_Assigned task_.
Read through the listing, and wherever a line holds the word "HashMap", return it.

_Given entries_.
//! ZIP/plant coordinate lookup and great-circle distance.
//!
//! Turns postal codes into `(lat, lng)` pairs ahead of a distance-matrix
//! call. The lookup is a pure, synchronous table rather than a network
//! round trip; reference-data ingestion is out of scope here.

use std::collections::HashMap;

/// Earth radius in miles.
pub const EARTH_RADIUS_MILES: f64 = 3959.0;

#[derive(Debug, Clone, Default)]
pub struct Geo {
    zip_coords: HashMap<String, (f64, f64)>,
    plant_coords: HashMap<String, (f64, f64)>,
}

impl Geo {
    pub fn new(
        zip_coords: HashMap<String, (f64, f64)>,
        plant_coords: HashMap<String, (f64, f64)>,
    ) -> Self {
        Self {
            zip_coords,
            plant_coords,
        }
    }

    /// Strip non-digits, drop a `-####` suffix, truncate/pad to 5 digits.
    pub fn normalize_zip(raw: &str) -> String {
        let digits: String = raw.chars().filter(|c| c.is_ascii_digit()).collect();
        let five = if digits.len() > 5 {
            // A ZIP+4 with the hyphen stripped still has 9 digits; keep the first 5.
            &digits[..5]
        } else {
            &digits[..]
        };
        format!("{:0<5}", five).chars().take(5).collect()
    }

    pub fn zip_to_coords(&self, zip: &str) -> Option<(f64, f64)> {
        self.zip_coords.get(&Self::normalize_zip(zip)).copied()
    }

    pub fn plant_to_coords(&self, plant_code: &str) -> Option<(f64, f64)> {
        self.plant_coords.get(plant_code).copied()
    }

    pub fn haversine_miles(a: (f64, f64), b: (f64, f64)) -> f64 {
        let (lat1, lon1) = a;
        let (lat2, lon2) = b;
        let (lat1_r, lat2_r) = (lat1.to_radians(), lat2.to_radians());
        let d_lat = (lat2 - lat1).to_radians();
        let d_lon = (lon2 - lon1).to_radians();

        let h = (d_lat / 2.0).sin().powi(2)
            + lat1_r.cos() * lat2_r.cos() * (d_lon / 2.0).sin().powi(2);
        let c = 2.0 * h.sqrt().asin();
        EARTH_RADIUS_MILES * c
    }
}

#[cfg(test)]
mod tests {
    use super::*;

    #[test]
    fn normalizes_zip_plus_four() {
        assert_eq!(Geo::normalize_zip("44101-1234"), "44101");
    }

    #[test]
    fn normalizes_short_zip_by_padding() {
        assert_eq!(Geo::normalize_zip("501"), "50100");
    }

    #[test]
    fn haversine_is_zero_for_identical_points() {
        assert_eq!(Geo::haversine_miles((41.5, -81.6), (41.5, -81.6)), 0.0);
    }

    #[test]
    fn haversine_matches_known_distance_within_tolerance() {
        // Cleveland, OH to Columbus, OH: ~124 miles great-circle.
        let cle = (41.4993, -81.6944);
        let cmh = (39.9612, -82.9988);
        let miles = Geo::haversine_miles(cle, cmh);
        assert!((miles - 124.0).abs() < 5.0, "got {miles}");
    }
}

_Task result_.
use std::collections::HashMap;
    zip_coords: HashMap<String, (f64, f64)>,
    plant_coords: HashMap<String, (f64, f64)>,
        zip_coords: HashMap<String, (f64, f64)>,
        plant_coords: HashMap<String, (f64, f64)>,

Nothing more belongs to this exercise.